Variations on Robert’s theme are happening everywhere, as a combination of technology and sticker shock leads increasingly well-informed parents and students to distinguish between the truly-valuable offerings of mainstream universities and commodity courses and activities that can be had elsewhere for a fraction of the price. The result: a tsunami of creative destruction is bearing down on US higher education.

Wired magazine recently interviewed author and consultant Clayton Christensen, who puts some theoretical meat on the bones of this assertion. In the first part of the interview he explains the concept of disruptive innovation, through which big, complacent organizations are crushed by smaller competitors making low-end, cheap products that gobble up markets from below. Think cheap Japanese cars destroying the US auto industry, steel mini-mills bankrupting Big Steel, and so on. Now it’s Big Education’s turn:

Clayton Christensen Wants to Transform Capitalism

Howe: If you had to list some industries right now that are either in a state of disruptive crisis or will be soon, what would they be?
 Christensen: Journalism, certainly, and publishing broadly. Anything supported by advertising. That all of this is being disrupted is now beyond question. And then I think higher education is just on the edge of the crevasse. Generally, universities are doing very well financially, so they don’t feel from the data that their world is going to collapse. But I think even five years from now these enterprises are going to be in real trouble.

 Howe: Why is higher education vulnerable?

 Christensen: The availability of online learning. It will take root in its simplest applications, then just get better and better. You know, Harvard Business School doesn’t teach accounting anymore, because there’s a guy out of BYU whose online accounting course is so good. He is extraordinary, and our accounting faculty, on average, is average.

 Howe: What happens to all our institutions of advanced learning?

 Christensen: Some will survive. Most will evolve hybrid models, in which universities license some courses from an online provider like Coursera but then provide more-specialized courses in person. 

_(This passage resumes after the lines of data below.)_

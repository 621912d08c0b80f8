//! CORS configuration

use axum::http::{HeaderName, HeaderValue, Method};
use tower_http::cors::CorsLayer;

/// Permissive CORS - development only
pub fn cors_middleware() -> CorsLayer {
    CorsLayer::very_permissive()
}

/// CORS restricted to the configured origins
pub fn cors_middleware_with_origins(origins: &[String]) -> CorsLayer {
    let mut cors = CorsLayer::new();

    for origin in origins {
        if let Ok(header_value) = HeaderValue::from_str(origin) {
            cors = cors.allow_origin(header_value);
        }
    }

    cors.allow_methods([
        Method::GET,
        Method::POST,
        Method::PUT,
        Method::DELETE,
        Method::OPTIONS,
    ])
    .allow_headers([
        HeaderName::from_static("authorization"),
        HeaderName::from_static("content-type"),
        HeaderName::from_static("accept"),
    ])
    .allow_credentials(true)
    .max_age(std::time::Duration::from_secs(3600))
}
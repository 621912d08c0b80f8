//! Auth wire representations

use chrono::{DateTime, Utc};
use serde::{Deserialize, Serialize};
use validator::Validate;

#[derive(Debug, Deserialize, Validate)]
pub struct LoginRequest {
    #[validate(length(min = 1, message = "username is required"))]
    pub username: String,
    #[validate(length(min = 1, message = "password is required"))]
    pub password: String,
}

#[derive(Debug, Serialize)]
pub struct LoginResponse {
    pub token: String,
    pub expires_at: DateTime<Utc>,
    pub username: String,
    pub roles: Vec<String>,
}
//! Startup data seeding
//!
//! Inserts the fixed roles and accounts the service ships with. Every
//! insert is guarded by an existence check, so restarting the process never
//! duplicates rows.

use bcrypt::{hash, DEFAULT_COST};
use sqlx::PgPool;
use tracing::info;

use crate::models::user::{ROLE_ADMIN, ROLE_USER};
use crate::repositories::user_repository::UserRepository;
use crate::utils::errors::AppError;

pub async fn seed_auth_data(pool: &PgPool) -> Result<(), AppError> {
    let repository = UserRepository::new(pool.clone());

    seed_role(&repository, ROLE_ADMIN).await?;
    seed_role(&repository, ROLE_USER).await?;

    seed_account(&repository, "admin", "admin123", ROLE_ADMIN).await?;
    seed_account(&repository, "user", "user123", ROLE_USER).await?;

    Ok(())
}

async fn seed_role(repository: &UserRepository, name: &str) -> Result<(), AppError> {
    if repository.role_exists(name).await? {
        return Ok(());
    }

    repository.insert_role(name).await?;
    info!("Seeded role {}", name);

    Ok(())
}

async fn seed_account(
    repository: &UserRepository,
    username: &str,
    password: &str,
    role_name: &str,
) -> Result<(), AppError> {
    if repository.username_exists(username).await? {
        return Ok(());
    }

    let password_hash = hash(password, DEFAULT_COST)
        .map_err(|e| AppError::Hash(format!("Error hashing seed password: {}", e)))?;
    let user = repository.insert_user(username, &password_hash).await?;

    let role = repository
        .find_role_by_name(role_name)
        .await?
        .ok_or_else(|| AppError::Internal(format!("Seed role {} is missing", role_name)))?;
    repository.assign_role(user.id, role.id).await?;

    info!("Seeded account {} with role {}", username, role_name);

    Ok(())
}
//! Truck service
//!
//! Translates between the wire representation (status as a free-form string)
//! and the persisted representation (status as a closed enum), enforces
//! not-found semantics and shapes pagination requests. All branching logic
//! for the truck resource lives here; the route handlers stay thin.

use crate::dto::page::{Page, PageRequest};
use crate::dto::truck_dto::TruckDto;
use crate::models::truck::{NewTruck, TruckStatus};
use crate::repositories::truck_repository::TruckStore;
use crate::utils::errors::AppError;

pub struct TruckService<S: TruckStore> {
    store: S,
}

impl<S: TruckStore> TruckService<S> {
    pub fn new(store: S) -> Self {
        Self { store }
    }

    /// Full scan, mapped to wire shape. Superseded by `paginate` for large
    /// datasets.
    pub async fn list(&self) -> Result<Vec<TruckDto>, AppError> {
        let trucks = self.store.find_all().await?;

        Ok(trucks.into_iter().map(TruckDto::from).collect())
    }

    pub async fn get(&self, id: i64) -> Result<TruckDto, AppError> {
        let truck = self
            .store
            .find_by_id(id)
            .await?
            .ok_or_else(|| AppError::NotFound(format!("Truck not found with ID: {}", id)))?;

        Ok(TruckDto::from(truck))
    }

    pub async fn create(&self, dto: TruckDto) -> Result<TruckDto, AppError> {
        let status: TruckStatus = dto.status.parse()?;

        let created = self
            .store
            .insert(NewTruck {
                model: dto.model,
                status,
                details: dto.details,
            })
            .await?;

        Ok(TruckDto::from(created))
    }

    /// Wholesale replace of the mutable fields; no partial merge.
    pub async fn update(&self, id: i64, dto: TruckDto) -> Result<TruckDto, AppError> {
        let mut truck = self.store.find_by_id(id).await?.ok_or_else(|| {
            AppError::NotFound(format!("Truck not found with ID to update: {}", id))
        })?;

        truck.model = dto.model;
        truck.status = dto.status.parse()?;
        truck.details = dto.details;

        let updated = self.store.update(&truck).await?;

        Ok(TruckDto::from(updated))
    }

    pub async fn delete(&self, id: i64) -> Result<(), AppError> {
        // Existence is checked up front, never inferred from the delete's
        // own row count.
        if !self.store.exists_by_id(id).await? {
            return Err(AppError::NotFound(format!(
                "Truck not found with ID to delete: {}",
                id
            )));
        }

        self.store.delete_by_id(id).await
    }

    pub async fn paginate(&self, request: PageRequest) -> Result<Page<TruckDto>, AppError> {
        let page = self.store.find_page(&request).await?;

        Ok(page.map(TruckDto::from))
    }
}
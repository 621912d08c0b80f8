//! JWT authentication middleware
//!
//! Extracts and verifies the bearer token, confirms the account still
//! exists, and injects the authenticated caller into the request.

use axum::{
    extract::{Request, State},
    http::header,
    middleware::Next,
    response::Response,
};

use crate::repositories::user_repository::{UserRepository, UserStore};
use crate::state::AppState;
use crate::utils::errors::AppError;
use crate::utils::jwt::{extract_token_from_header, verify_token, JwtConfig};

/// Authenticated caller injected into gated requests.
#[derive(Debug, Clone)]
pub struct AuthenticatedUser {
    pub username: String,
    pub roles: Vec<String>,
}

pub async fn auth_middleware(
    State(state): State<AppState>,
    mut request: Request,
    next: Next,
) -> Result<Response, AppError> {
    let auth_header = request
        .headers()
        .get(header::AUTHORIZATION)
        .and_then(|value| value.to_str().ok())
        .ok_or_else(|| AppError::Unauthorized("Authorization token required".to_string()))?;

    let token = extract_token_from_header(auth_header)
        .map_err(|_| AppError::Unauthorized("Authorization header must be a Bearer token".to_string()))?;

    let jwt_config = JwtConfig::from(&state.config);
    let claims = verify_token(token, &jwt_config)
        .map_err(|_| AppError::Unauthorized("Invalid or expired token".to_string()))?;

    // The token may outlive the account; confirm the user still exists.
    let repository = UserRepository::new(state.pool.clone());
    let user = repository
        .find_by_username(&claims.sub)
        .await?
        .ok_or_else(|| AppError::Unauthorized("User not found".to_string()))?;

    let authenticated = AuthenticatedUser {
        username: user.user.username,
        roles: user.roles,
    };
    tracing::debug!(
        "Authenticated {} with roles {:?}",
        authenticated.username,
        authenticated.roles
    );
    request.extensions_mut().insert(authenticated);

    Ok(next.run(request).await)
}
//! Truck wire representation
//!
//! Status travels as a free-form string on the wire and is validated
//! against the closed enum by the service.

use serde::{Deserialize, Serialize};
use validator::Validate;

use crate::models::truck::Truck;

#[derive(Debug, Clone, Serialize, Deserialize, Validate)]
pub struct TruckDto {
    pub id: Option<i64>,
    #[validate(length(min = 1, message = "model must not be empty"))]
    pub model: String,
    pub status: String,
    pub details: String,
}

impl From<Truck> for TruckDto {
    fn from(truck: Truck) -> Self {
        Self {
            id: Some(truck.id),
            model: truck.model,
            status: truck.status.as_str().to_string(),
            details: truck.details,
        }
    }
}

#[cfg(test)]
mod tests {
    use super::*;
    use crate::models::truck::TruckStatus;

    #[test]
    fn test_dto_echoes_id_and_upper_case_status() {
        let truck = Truck {
            id: 7,
            model: "Volvo FH16".to_string(),
            status: TruckStatus::InMaintenance,
            details: "brake overhaul".to_string(),
        };

        let dto = TruckDto::from(truck);
        assert_eq!(dto.id, Some(7));
        assert_eq!(dto.model, "Volvo FH16");
        assert_eq!(dto.status, "IN_MAINTENANCE");
        assert_eq!(dto.details, "brake overhaul");
    }

    #[test]
    fn test_dto_decodes_without_id() {
        let dto: TruckDto =
            serde_json::from_str(r#"{"model":"Actros","status":"active","details":"new"}"#)
                .unwrap();
        assert_eq!(dto.id, None);
        assert_eq!(dto.status, "active");
    }
}
//! PostgreSQL connection handling

use anyhow::Result;
use sqlx::PgPool;

/// Create a connection pool, falling back to DATABASE_URL from the
/// environment when no URL is given.
pub async fn create_pool(database_url: Option<&str>) -> Result<PgPool> {
    let database_url = match database_url {
        Some(url) => url.to_string(),
        None => std::env::var("DATABASE_URL").expect("DATABASE_URL must be set"),
    };

    let pool = PgPool::connect(&database_url).await?;

    Ok(pool)
}
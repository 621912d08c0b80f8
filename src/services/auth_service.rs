//! Auth service
//!
//! Username/password authentication against the user store, issuing a JWT
//! on success. The truck endpoints never call this directly; it is consumed
//! by the login route and, indirectly, by the auth middleware.

use bcrypt::verify;
use tracing::warn;

use crate::dto::auth_dto::{LoginRequest, LoginResponse};
use crate::repositories::user_repository::UserStore;
use crate::utils::errors::AppError;
use crate::utils::jwt::{generate_token, JwtConfig};

pub struct AuthService<S: UserStore> {
    store: S,
    jwt_config: JwtConfig,
}

impl<S: UserStore> AuthService<S> {
    pub fn new(store: S, jwt_config: JwtConfig) -> Self {
        Self { store, jwt_config }
    }

    /// Authenticate a username/password pair and issue a session token.
    /// Unknown usernames and wrong passwords produce the same error so the
    /// endpoint does not leak which usernames exist.
    pub async fn login(&self, request: LoginRequest) -> Result<LoginResponse, AppError> {
        let user = self
            .store
            .find_by_username(&request.username)
            .await?
            .ok_or_else(|| AppError::Unauthorized("Invalid username or password".to_string()))?;

        let password_ok = verify(&request.password, &user.user.password_hash)
            .map_err(|e| AppError::Hash(format!("Error verifying password: {}", e)))?;

        if !password_ok {
            warn!("Failed login attempt for user '{}'", request.username);
            return Err(AppError::Unauthorized(
                "Invalid username or password".to_string(),
            ));
        }

        let (token, expires_at) =
            generate_token(&user.user.username, user.roles.clone(), &self.jwt_config)?;

        Ok(LoginResponse {
            token,
            expires_at,
            username: user.user.username,
            roles: user.roles,
        })
    }
}

#[cfg(test)]
mod tests {
    use super::*;
    use crate::models::user::{User, UserWithRoles, ROLE_ADMIN};
    use crate::utils::jwt::verify_token;
    use async_trait::async_trait;
    use std::collections::HashMap;

    struct InMemoryUserStore {
        users: HashMap<String, UserWithRoles>,
    }

    #[async_trait]
    impl UserStore for InMemoryUserStore {
        async fn find_by_username(
            &self,
            username: &str,
        ) -> Result<Option<UserWithRoles>, AppError> {
            Ok(self.users.get(username).cloned())
        }
    }

    fn jwt_config() -> JwtConfig {
        JwtConfig {
            secret: "test-secret".to_string(),
            expiration: 3600,
        }
    }

    fn service_with_admin() -> AuthService<InMemoryUserStore> {
        // Minimum bcrypt cost keeps the tests fast.
        let password_hash = bcrypt::hash("admin123", 4).unwrap();
        let mut users = HashMap::new();
        users.insert(
            "admin".to_string(),
            UserWithRoles {
                user: User {
                    id: 1,
                    username: "admin".to_string(),
                    password_hash,
                },
                roles: vec![ROLE_ADMIN.to_string()],
            },
        );

        AuthService::new(InMemoryUserStore { users }, jwt_config())
    }

    fn login_request(username: &str, password: &str) -> LoginRequest {
        LoginRequest {
            username: username.to_string(),
            password: password.to_string(),
        }
    }

    #[tokio::test]
    async fn test_login_issues_a_verifiable_token_with_roles() {
        let service = service_with_admin();

        let response = service.login(login_request("admin", "admin123")).await.unwrap();

        assert_eq!(response.username, "admin");
        assert_eq!(response.roles, vec![ROLE_ADMIN.to_string()]);

        let claims = verify_token(&response.token, &jwt_config()).unwrap();
        assert_eq!(claims.sub, "admin");
        assert_eq!(claims.roles, vec![ROLE_ADMIN.to_string()]);
    }

    #[tokio::test]
    async fn test_wrong_password_and_unknown_user_fail_identically() {
        let service = service_with_admin();

        let wrong_password = service
            .login(login_request("admin", "nope"))
            .await
            .unwrap_err();
        let unknown_user = service
            .login(login_request("ghost", "admin123"))
            .await
            .unwrap_err();

        let (msg_a, msg_b) = match (wrong_password, unknown_user) {
            (AppError::Unauthorized(a), AppError::Unauthorized(b)) => (a, b),
            other => panic!("expected Unauthorized for both, got {:?}", other),
        };
        assert_eq!(msg_a, msg_b);
    }
}
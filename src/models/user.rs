//! User and Role models

use serde::{Deserialize, Serialize};
use sqlx::FromRow;

pub const ROLE_ADMIN: &str = "ROLE_ADMIN";
pub const ROLE_USER: &str = "ROLE_USER";

/// User - maps exactly to the users table
#[derive(Debug, Clone, Serialize, Deserialize, FromRow)]
pub struct User {
    pub id: i64,
    pub username: String,
    pub password_hash: String,
}

/// Role - maps exactly to the roles table
#[derive(Debug, Clone, Serialize, Deserialize, FromRow)]
pub struct Role {
    pub id: i64,
    pub name: String,
}

/// A user together with its role names, as consumed by the auth layer.
#[derive(Debug, Clone)]
pub struct UserWithRoles {
    pub user: User,
    pub roles: Vec<String>,
}
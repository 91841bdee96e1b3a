use crate::chunker::frames_for_payload;
use crate::config::ServerConfig;
use crate::envelope::{Request, RequestBody, Response, ResponseBody, ResponseCode};
use crate::error::NetworkError;
use crate::frame::Frame;
use crate::handler::RequestHandler;
use crate::reassembly::{CompletedQueue, ReassemblyMap};
use crate::send_pipeline::{bind_datagram_socket, SendPipeline};
use bytes::BytesMut;
use std::net::SocketAddr;
use std::sync::Arc;
use tokio::net::UdpSocket;
use tokio::select;
use tokio::sync::{Notify, OwnedSemaphorePermit, Semaphore};
use tracing::{debug, error, info, span, trace, warn, Instrument, Level};
use uuid::Uuid;

/// A request/reply server over a datagram socket, serving requests with three
/// concurrent stages that share the socket:
///
/// * a single receiver task parses incoming frames and drives the per-peer
///   reassembly, enqueueing completed requests,
/// * the dispatcher (the task calling [`UdpServer::serve`]) pulls completed
///   requests and hands each to a handler worker,
/// * bounded pools of handler and sender workers produce and emit responses.
///
/// Per-request failures are logged and the pipeline keeps serving; `serve`
/// only fails on initialization errors.
pub struct UdpServer {
    socket: Arc<UdpSocket>,
    server_addr: SocketAddr,
    config: Arc<ServerConfig>,
    handler: Option<Arc<dyn RequestHandler>>,
    send_pipeline: Arc<SendPipeline>,
    reassembly: Arc<ReassemblyMap>,
    completed: Arc<CompletedQueue>,
    shutdown: Arc<Notify>,
}

impl UdpServer {
    pub async fn bind(config: ServerConfig) -> Result<UdpServer, NetworkError> {
        config.validate()?;

        let socket = Arc::new(bind_datagram_socket(config.bind_addr)?);
        let server_addr = socket.local_addr()?;
        info!("bound server socket to {:?}", server_addr);

        let send_pipeline = Arc::new(SendPipeline::new(Arc::new(socket.clone()), config.inter_frame_delay));

        Ok(UdpServer {
            socket,
            server_addr,
            config: Arc::new(config),
            handler: None,
            send_pipeline,
            reassembly: Arc::new(ReassemblyMap::new()),
            completed: Arc::new(CompletedQueue::new()),
            shutdown: Arc::new(Notify::new()),
        })
    }

    /// The actually bound address - for a config with port 0, the ephemeral
    ///  port the socket landed on.
    pub fn local_addr(&self) -> SocketAddr {
        self.server_addr
    }

    /// Installs the request handler. Must happen before [`UdpServer::serve`].
    pub fn subscribe(&mut self, handler: Arc<dyn RequestHandler>) {
        self.handler = Some(handler);
    }

    /// Number of peers with a partially reassembled request, for diagnostics.
    pub async fn pending_fragments(&self) -> usize {
        self.reassembly.pending_peers().await
    }

    /// Stops [`UdpServer::serve`]: the dispatcher drains, the receiver task is
    ///  cancelled, in-flight workers run to completion.
    pub fn close(&self) {
        self.shutdown.notify_one();
    }

    /// Runs the pipeline until [`UdpServer::close`] is called.
    pub async fn serve(&self) -> Result<(), NetworkError> {
        let handler = self.handler.clone().ok_or(NetworkError::HandlerNotSet)?;

        let receiver = tokio::spawn(receive_loop(
            self.socket.clone(),
            self.server_addr,
            self.reassembly.clone(),
            self.completed.clone(),
            2 * self.config.request_buffer_size,
            self.shutdown.clone(),
        ));

        let handler_permits = Arc::new(Semaphore::new(self.config.handler_workers));
        let sender_permits = Arc::new(Semaphore::new(self.config.sender_workers));

        loop {
            select! {
                _ = self.shutdown.notified() => break,
                _ = self.completed.readable() => {
                    for (peer_addr, request) in self.completed.drain().await {
                        trace!("dispatching request from {:?}", peer_addr);

                        let permit = handler_permits.clone().acquire_owned().await
                            .expect("the handler semaphore is never closed");
                        tokio::spawn(handle_request(
                            permit,
                            request,
                            handler.clone(),
                            self.send_pipeline.clone(),
                            sender_permits.clone(),
                            self.config.clone(),
                        ));
                    }
                }
            }
        }

        debug!("shutting down server {:?}", self.server_addr);
        receiver.abort();
        Ok(())
    }
}

/// The single receiver stage: reads datagrams, parses frames, drives the
///  reassembly and enqueues completed requests. A failed socket read means the
///  socket is gone, and the whole server shuts down with it.
async fn receive_loop(
    socket: Arc<UdpSocket>,
    server_addr: SocketAddr,
    reassembly: Arc<ReassemblyMap>,
    completed: Arc<CompletedQueue>,
    receive_buffer_size: usize,
    shutdown: Arc<Notify>,
) {
    info!("starting receive loop on {:?}", server_addr);

    let mut buf = vec![0u8; receive_buffer_size];
    loop {
        let (num_read, from) = match socket.recv_from(&mut buf).await {
            Ok(received) => received,
            Err(e) => {
                error!("socket error: {} - closing the server", e);
                shutdown.notify_one();
                break;
            }
        };

        let correlation_id = Uuid::new_v4();
        let span = span!(Level::TRACE, "datagram_received", ?correlation_id);
        on_datagram(&buf[..num_read], from, server_addr, &reassembly, &completed)
            .instrument(span)
            .await;
    }
}

async fn on_datagram(
    datagram: &[u8],
    from: SocketAddr,
    server_addr: SocketAddr,
    reassembly: &ReassemblyMap,
    completed: &CompletedQueue,
) {
    trace!("received datagram from {:?}: {} bytes", from, datagram.len());

    let mut parse_buf = datagram;
    let frame = match Frame::deser(&mut parse_buf) {
        Ok(frame) => frame,
        Err(e) => {
            warn!("received undecodable frame from {:?} - dropping: {}", from, e);
            return;
        }
    };

    let Some(payload) = reassembly.push(from, frame).await else {
        return;
    };

    let mut parse_buf: &[u8] = &payload;
    match Request::deser(&mut parse_buf) {
        Ok(mut request) => {
            // the datagram source is authoritative, whatever the envelope claims
            request.from = from;
            request.to = server_addr;
            completed.put(from, request).await;
        }
        Err(e) => {
            warn!("failed to decode reassembled request from {:?} - discarding: {}", from, e);
        }
    }
}

/// Handler stage: answers pings itself, runs the user handler for everything
///  else, stamps the response addresses and hands over to a sender worker.
async fn handle_request(
    _permit: OwnedSemaphorePermit,
    request: Request,
    handler: Arc<dyn RequestHandler>,
    send_pipeline: Arc<SendPipeline>,
    sender_permits: Arc<Semaphore>,
    config: Arc<ServerConfig>,
) {
    let peer_addr = request.from;
    let self_addr = request.to;

    let mut response = if matches!(request.body, RequestBody::Ping) {
        Response::reply_to(&request, ResponseCode::Succeed, ResponseBody::Pong)
    }
    else {
        match handler.handle(request).await {
            Ok(response) => response,
            Err(e) => {
                warn!("request handler failed for peer {:?} - no response is sent: {:#}", peer_addr, e);
                return;
            }
        }
    };
    response.from = self_addr;
    response.to = peer_addr;

    let permit = sender_permits.acquire_owned().await
        .expect("the sender semaphore is never closed");
    tokio::spawn(send_response(permit, response, send_pipeline, config));
}

/// Sender stage: serializes the response, fragments it if it exceeds the
///  buffer threshold and emits the frames.
async fn send_response(
    _permit: OwnedSemaphorePermit,
    response: Response,
    send_pipeline: Arc<SendPipeline>,
    config: Arc<ServerConfig>,
) {
    let mut buf = BytesMut::new();
    response.ser(&mut buf);
    let response_bytes = buf.freeze();

    let frames = if response_bytes.len() > config.response_buffer_size {
        frames_for_payload(&response_bytes, config.response_buffer_size)
    }
    else {
        vec![Frame::terminal(response_bytes)]
    };

    trace!("sending response to {:?} as {} frame(s)", response.to, frames.len());
    if let Err(e) = send_pipeline.send_frames(response.to, &frames).await {
        error!("failed to send response to {:?}: {}", response.to, e);
    }
}
use crate::chunker::frames_for_payload;
use crate::config::ClientConfig;
use crate::envelope::{Request, RequestBody, Response, ResponseBody};
use crate::error::NetworkError;
use crate::frame::Frame;
use crate::send_pipeline::{bind_datagram_socket, SendPipeline};
use bytes::{BufMut, BytesMut};
use std::io;
use std::net::SocketAddr;
use std::sync::Arc;
use tokio::net::{lookup_host, UdpSocket};
use tokio::time;
use tokio::time::Instant;
use tracing::{debug, trace, warn};

/// A request/reply client over a datagram socket.
///
/// Each call sends one logical request (fragmented into frames if necessary)
/// and waits for one complete logical response. Before a fragmented send the
/// client probes the server's liveness with a ping and fails fast with
/// [`NetworkError::PeerUnavailable`] if no pong arrives in time; a request
/// that fits a single frame skips the probe.
pub struct UdpClient {
    socket: Arc<UdpSocket>,
    send_pipeline: SendPipeline,
    local_addr: SocketAddr,
    server_addr: SocketAddr,
    config: ClientConfig,
}

impl UdpClient {
    pub async fn connect(config: ClientConfig) -> Result<UdpClient, NetworkError> {
        config.validate()?;

        let server_addr = lookup_host((config.server_host.as_str(), config.server_port)).await?
            .next()
            .ok_or_else(|| io::Error::new(
                io::ErrorKind::NotFound,
                format!("server host {} did not resolve", config.server_host),
            ))?;

        let socket = Arc::new(bind_datagram_socket(SocketAddr::from(([127, 0, 0, 1], config.local_port)))?);
        let local_addr = socket.local_addr()?;
        debug!("bound client socket to {:?}, server is {:?}", local_addr, server_addr);

        let send_pipeline = SendPipeline::new(Arc::new(socket.clone()), config.inter_frame_delay);

        Ok(UdpClient {
            socket,
            send_pipeline,
            local_addr,
            server_addr,
            config,
        })
    }

    pub fn local_addr(&self) -> SocketAddr {
        self.local_addr
    }

    pub fn server_addr(&self) -> SocketAddr {
        self.server_addr
    }

    /// Sends a request and waits for the complete response.
    ///
    /// NB: A client supports one in-flight call at a time; concurrent calls on
    ///      the same client interleave their frames on the shared socket.
    pub async fn request_reply(&self, body: RequestBody) -> Result<Response, NetworkError> {
        let request = Request::new(self.local_addr, self.server_addr, body);

        let mut buf = BytesMut::new();
        request.ser(&mut buf);
        let request_bytes = buf.freeze();

        if request_bytes.len() > self.config.request_buffer_size {
            // make sure somebody is listening before burst-sending the fragments
            self.probe_liveness().await?;

            let frames = frames_for_payload(&request_bytes, self.config.request_buffer_size);
            trace!("sending request to {:?} as {} frames", self.server_addr, frames.len());
            self.send_to_server(&frames).await?;
        }
        else {
            self.send_to_server(&[Frame::terminal(request_bytes)]).await?;
        }

        self.await_response().await
    }

    /// Checks that the server answers pings, failing with
    ///  [`NetworkError::PeerUnavailable`] after the configured deadline.
    pub async fn ping(&self) -> Result<(), NetworkError> {
        self.probe_liveness().await
    }

    async fn probe_liveness(&self) -> Result<(), NetworkError> {
        let ping = Request::new(self.local_addr, self.server_addr, RequestBody::Ping);
        let mut buf = BytesMut::new();
        ping.ser(&mut buf);
        self.send_to_server(&[Frame::terminal(buf.freeze())]).await?;

        let mut recv_buf = vec![0u8; 2 * self.config.response_buffer_size];
        let deadline = Instant::now() + self.config.liveness_timeout;

        loop {
            let now = Instant::now();
            if now >= deadline {
                return Err(self.peer_unavailable());
            }

            let (num_read, from) = match time::timeout(deadline - now, self.socket.recv_from(&mut recv_buf)).await {
                Err(_) => return Err(self.peer_unavailable()),
                Ok(received) => received?,
            };
            if from != self.server_addr {
                trace!("dropping datagram from unrelated peer {:?} while waiting for a pong", from);
                continue;
            }

            let frame = Frame::deser(&mut &recv_buf[..num_read])?;
            let mut parse_buf: &[u8] = &frame.payload;
            let response = Response::deser(&mut parse_buf)?;

            return match response.body {
                ResponseBody::Pong => Ok(()),
                _ => {
                    warn!("expected a pong from {:?}, got a regular response", from);
                    Err(self.peer_unavailable())
                }
            };
        }
    }

    /// Sends frames to the server, reporting a socket timeout as the peer
    ///  being unavailable rather than as a transport failure.
    async fn send_to_server(&self, frames: &[Frame]) -> Result<(), NetworkError> {
        match self.send_pipeline.send_frames(self.server_addr, frames).await {
            Err(NetworkError::Transport(e)) if e.kind() == io::ErrorKind::TimedOut => {
                Err(self.peer_unavailable())
            }
            other => other,
        }
    }

    /// Accumulates response frames from the server until the terminal frame
    ///  arrives, then decodes the concatenated payload.
    async fn await_response(&self) -> Result<Response, NetworkError> {
        let mut recv_buf = vec![0u8; 2 * self.config.response_buffer_size];
        let mut response_bytes = BytesMut::new();

        loop {
            let (num_read, from) = self.socket.recv_from(&mut recv_buf).await?;
            if from != self.server_addr {
                trace!("dropping datagram from unrelated peer {:?} while waiting for the response", from);
                continue;
            }

            let frame = Frame::deser(&mut &recv_buf[..num_read])?;
            response_bytes.put_slice(&frame.payload);

            if frame.last {
                let mut parse_buf: &[u8] = &response_bytes;
                return Ok(Response::deser(&mut parse_buf)?);
            }
        }
    }

    fn peer_unavailable(&self) -> NetworkError {
        NetworkError::PeerUnavailable {
            peer: self.server_addr,
            timeout: self.config.liveness_timeout,
        }
    }
}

“Some will survive”…that’s a nice, understated way of saying that many won’t survive. And those that don’t will be the ones that have spent fortunes on non-academic fluff like state-of-the-art rec centers and NFL-caliber football stadiums, while assigning graduate assistants to teach amphitheater 101 classes – all while raising tuition by 10% a year to levels that force students to graduate with tens of thousands of dollars of debt and highly uncertain job prospects. Those schools will be caught between the best, truly-valuable universities and junior colleges, online classes and “alternative” programs with transferable credits. The space in between won’t generate enough revenue to support their bloated costs.

Academia will become an even tougher place for generic PhDs, while turning into a candy store for creative entrepreneurs. So whether this is a good or bad thing depends on where you are in the academic food chain. The typical history major from a mid-range school will be unemployed and default on his loans. The undistinguished academic administrator will be fired and, like a mediocre newspaper editor, find zero new openings available. Entrepreneurs with solutions to the problems of cost, access, and quality will be the Mark Zuckerbergs and Steve Jobs of the next decade. Kids with parents able to shop aggressively and creatively will get good, cheap educations.

In other words, capitalism will work its usual magic and when the dust clears US higher ed will have been transformed from dysfunctionally-overpriced  to consumer-driven, varied and highly-advanced. With a lot of pain and casualties along the way. To which parents like Robert’s would say, “bring it on, the sooner the better.”